*** RECORD SET ***

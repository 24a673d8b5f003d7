//! JSON helpers on top of `serde_json`.
//!
//! JSON has no byte strings, so a [`crate::Value::Bytes`] is written as
//! `{"$bytes": "<hex>"}` (see [`crate::BYTES_KEY`]) and reads back as
//! bytes.

use crate::error::{CodecError, CodecResult};
use serde::de::DeserializeOwned;
use serde::Serialize;

/// Encodes any serializable value to compact JSON.
pub fn to_json<T: Serialize + ?Sized>(value: &T) -> CodecResult<Vec<u8>> {
    serde_json::to_vec(value).map_err(|e| CodecError::encoding_failed(e.to_string()))
}

/// Encodes any serializable value to indented JSON text.
pub fn to_json_pretty<T: Serialize + ?Sized>(value: &T) -> CodecResult<String> {
    serde_json::to_string_pretty(value).map_err(|e| CodecError::encoding_failed(e.to_string()))
}

/// Decodes a value from JSON bytes.
pub fn from_json<T: DeserializeOwned>(bytes: &[u8]) -> CodecResult<T> {
    serde_json::from_slice(bytes).map_err(|e| CodecError::decoding_failed(e.to_string()))
}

*** End of RECORD SET ***

WHAT IS BEING ASKED: Quote exactly the stretch of lines above that starts at the first one and ends at the line with "pub fn to_json<T: Serialize", and nothing beyond it.

RESPONSE TO THIS TASK:
repository 24a673d8b5f003d7
//! JSON helpers on top of `serde_json`.
//!
//! JSON has no byte strings, so a [`crate::Value::Bytes`] is written as
//! `{"$bytes": "<hex>"}` (see [`crate::BYTES_KEY`]) and reads back as
//! bytes.

use crate::error::{CodecError, CodecResult};
use serde::de::DeserializeOwned;
use serde::Serialize;

/// Encodes any serializable value to compact JSON.
pub fn to_json<T: Serialize + ?Sized>(value: &T) -> CodecResult<Vec<u8>> {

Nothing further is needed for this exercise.